- Born: May 7, 1973 (age 53) ^{[citation needed]} Los Angeles, CA
- Education: Harvard University
- Occupations: Soap maker, entrepreneur
- Known for: Dr. Bronner's Magic Soaps

= David Bronner =

American corporate executive and activist (born 1973)

David Bronner (born 1973) is an American corporate executive and activist. As the top executive at Dr. Bronner's Magic Soaps, he (Note: Bronner uses he/they pronouns. This article uses he/him pronouns for consistency.) has become known for his activism around a range of issues, especially fair trade, sustainable agriculture, animal rights, and drug policy reform.

==Family and education==
David Bronner was born in Los Angeles, California, the son of Jim Bronner and Trudy Bronner. He graduated from Harvard University in 1995 with a degree in biology. He is the grandson of Emanuel Bronner, founder of Dr. Bronner's Magic Soaps, an American producer of organic soap and personal care products. His father worked for the company in the 1980s and 1990s, and his mother is the company's chief financial officer.

==Business career==
In 1997 David Bronner began working for the family business, which was then under the leadership of his father. Following his father's death in 1998, David became the company's president and, working with his brother Michael, grew the company from $4 million in annual revenue in 1998 to $120 million in 2017. In 1999, he joined the small handful of top U.S. executives who voluntarily capped their salaries out of commitment to fair labor principles; Dr. Bronner's Magic Soaps still has its top salary capped at five times that of the company's lowest-paid workers. In 2015, David moved into the newly created position of Cosmic Engagement Officer (CEO), while Michael took over as president.
In 2019 Bronner founded the company Brother David's to produce organic sun-grown cannabis in partnership with the supply chain company Flow Kana and independent small farmers.
The company states that all profits will go to support regenerative agriculture and reform of drug-prohibition laws.

==Activism and philanthropy==
Dr. Bronner's Magic Soaps has supported causes related to drug policy reform, animal rights, organic labeling, sustainable agriculture, and fair trade practices. Roughly 10 percent of the company's revenue goes to charitable giving and activist causes annually. Organizations that have been supported under Bronner's leadership include the Multidisciplinary Association for Psychedelic Studies (for which Bronner serves on the board of directors), and Sea Shepherd Conservation Society.

A particular target of Bronner's activism has been efforts to protect the hemp industry in the United States. Under his leadership in 2001, the company funded and coordinated with the Hemp Industry Association on its lawsuit against the U.S. Drug Enforcement Administration (DEA), seeking to prevent a ban of hemp food sales in the United States. The Ninth Circuit Court of Appeals granted a stay in the case in 2002 and ruled in favor of the hemp industry in 2004.
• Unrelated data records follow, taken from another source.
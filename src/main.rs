use std::path::{Path, PathBuf};
use std::sync::Arc;

use anyhow::Context;
use clap::{CommandFactory, Parser};
use tokio::sync::watch;
use tracing_subscriber::EnvFilter;

use reslide::config::{
    init_default_config, load_config, resolve_backend, resolve_config_path, AppConfig,
};
use reslide::job::{FsFileStore, JobOptions, MemoryJobStore};
use reslide::pptx::verify_pptx_roundtrip;
use reslide::translate::backend::HttpBackend;
use reslide::translate::prompts::PromptSet;
use reslide::translate::{GatewayConfig, TranslationGateway};
use reslide::worker::{translate_pptx_bytes, Worker, WorkerConfig};

#[derive(Parser, Debug)]
#[command(name = "reslide")]
#[command(about = "PPTX translator (LLM backend) with layout re-fitting", long_about = None)]
struct Args {
    /// Generate default config + prompt files, then exit
    #[arg(long)]
    init_config: bool,

    /// Directory to write config/prompt files (default: current directory)
    #[arg(long, value_name = "DIR")]
    init_config_dir: Option<PathBuf>,

    /// Overwrite existing config/prompt files when used with --init-config
    #[arg(long)]
    force: bool,

    /// Input .pptx (drag-and-drop supported)
    #[arg(value_name = "PPTX")]
    input: Option<PathBuf>,

    /// Output .pptx (default: <input_stem>_translated.pptx)
    #[arg(short, long, value_name = "PPTX")]
    output: Option<PathBuf>,

    /// Source language code (e.g. ja, en)
    #[arg(long, default_value = "ja")]
    source_lang: String,

    /// Target language code (e.g. en, zh)
    #[arg(long, default_value = "en")]
    target_lang: String,

    /// Config file path (default: search for reslide.toml upwards)
    #[arg(long)]
    config: Option<PathBuf>,

    /// Model name override for the chat-completions backend
    #[arg(long)]
    model: Option<String>,

    /// Only parse + re-serialize slides and byte-compare (no translation)
    #[arg(long)]
    roundtrip_only: bool,

    /// Run as a polling batch worker over the storage root (no input file)
    #[arg(long)]
    worker: bool,
}

struct Runtime {
    gateway: TranslationGateway,
    worker_cfg: WorkerConfig,
    storage_root: PathBuf,
}

fn config_workdir(input: Option<&Path>) -> PathBuf {
    input
        .and_then(|p| p.parent())
        .filter(|p| !p.as_os_str().is_empty())
        .map(Path::to_path_buf)
        .unwrap_or_else(|| PathBuf::from("."))
}

fn build_runtime(args: &Args, workdir: &Path) -> anyhow::Result<Runtime> {
    let cfg_path = resolve_config_path(args.config.clone(), workdir);
    let cfg = match cfg_path.as_deref() {
        Some(p) => load_config(p).with_context(|| format!("load config {}", p.display()))?,
        None => AppConfig::default(),
    };
    let prompts = PromptSet::load(cfg_path.as_deref(), &cfg).context("load prompts")?;
    let backend_cfg = resolve_backend(&cfg, args.model.as_deref()).context("resolve backend")?;
    let backend = HttpBackend::new(&backend_cfg)?;
    tracing::info!(model = %backend_cfg.model, base_url = %backend_cfg.base_url, "backend ready");

    Ok(Runtime {
        gateway: TranslationGateway::new(
            Arc::new(backend),
            prompts.translate,
            GatewayConfig::from_worker(&cfg.worker),
        ),
        worker_cfg: WorkerConfig::from_section(&cfg.worker),
        storage_root: cfg
            .storage
            .root
            .clone()
            .unwrap_or_else(|| PathBuf::from("storage")),
    })
}

async fn run_worker(args: &Args) -> anyhow::Result<()> {
    let Runtime {
        gateway,
        worker_cfg,
        storage_root,
    } = build_runtime(args, &config_workdir(None))?;
    tracing::info!(root = %storage_root.display(), "worker storage root");

    let files = Arc::new(FsFileStore::new(storage_root));
    let worker = Worker::new(MemoryJobStore::shared(), files, gateway, worker_cfg);

    let (shutdown_tx, shutdown_rx) = watch::channel(false);
    tokio::spawn(async move {
        if tokio::signal::ctrl_c().await.is_ok() {
            let _ = shutdown_tx.send(true);
        }
    });
    worker.run(shutdown_rx).await;
    Ok(())
}

#[tokio::main]
async fn main() -> anyhow::Result<()> {
    let filter = EnvFilter::try_from_default_env().unwrap_or_else(|_| EnvFilter::new("info"));
    tracing_subscriber::fmt().with_env_filter(filter).init();

    let args = Args::parse();

    if args.init_config {
        let dir = args
            .init_config_dir
            .clone()
            .unwrap_or_else(|| std::env::current_dir().unwrap_or_else(|_| PathBuf::from(".")));
        let cfg_path = init_default_config(&dir, args.force).context("init default config")?;
        eprintln!("Wrote config: {}", cfg_path.display());
        return Ok(());
    }

    if args.worker {
        return run_worker(&args).await;
    }

    let input = match args.input.clone() {
        Some(p) => p,
        None => {
            let mut cmd = Args::command();
            cmd.print_help().context("print help")?;
            eprintln!(
                "\n\nUSAGE:\n  reslide <input.pptx>\n\nTIPS:\n  - Drag a .pptx file onto reslide to translate it (output lands next to it).\n  - Default config search: reslide.toml (upwards), or set RESLIDE_CONFIG.\n  - reslide --worker polls the storage root for submitted batch jobs.\n"
            );
            return Ok(());
        }
    };

    let bytes = std::fs::read(&input).with_context(|| format!("read {}", input.display()))?;

    if args.roundtrip_only {
        let slides = verify_pptx_roundtrip(&bytes)?;
        eprintln!("Round-trip OK: {slides} slide part(s) byte-identical");
        return Ok(());
    }

    let output = match args.output.clone() {
        Some(p) => p,
        None => {
            let stem = input
                .file_stem()
                .and_then(|s| s.to_str())
                .unwrap_or("output")
                .to_string();
            input.with_file_name(format!("{stem}_translated.pptx"))
        }
    };

    let runtime = build_runtime(&args, &config_workdir(Some(&input)))?;
    let mut options = JobOptions::new(&args.source_lang, &args.target_lang);
    options.model = args.model.clone();

    let deck = translate_pptx_bytes(&runtime.gateway, &bytes, &options)
        .await
        .context("translate deck")?;
    std::fs::write(&output, &deck.bytes)
        .with_context(|| format!("write {}", output.display()))?;
    if !deck.failed_fragments.is_empty() {
        eprintln!(
            "Warning: {} fragment(s) kept their source text (translation failed)",
            deck.failed_fragments.len()
        );
    }
    eprintln!("Wrote: {}", output.display());
    Ok(())
}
Bronner has been arrested twice for civil disobedience while protesting limitations on the domestic production of hemp. In 2009, he was arrested for planting hemp seeds on the lawn at DEA headquarters.
In 2012, he was arrested after harvesting hemp and milling hemp oil while locked in a metal cage in front of the White House. In 2015 he was named Cannabis Activist of the Year by the Seattle Hempfest.

In 2014 Bronner wrote an advertorial drawing attention to the ways that GMO crops have led to increased pesticide use in the United States. It was initially published as a short article in the Huffington Post and subsequently as an ad in various wide-circulation magazines, ranging from The New Yorker to Scientific American. Two leading journals, Science and Nature, refused to carry the ad, in at least one case due to concern over backlash from the GMO industry.

In 2019, David Bronner pledged his company’s matching contribution of $150,000 to Oregon’s statewide ballot initiative to legalize psilocybin assisted therapy.

== Personal life ==
In honor of National Coming Out Day in 2022, Bronner announced in an essay on his website that he uses he/him and they/them pronouns, describing himself as "about 25% girl" and not being "‘straight,’ ‘gay,’ or ‘man’ or ‘woman’". The essay also mentioned Bronner's wife Mia, who is bisexual and genderfluid, and his 25-year-old non-binary child Maya as having inspired him in his gender exploration.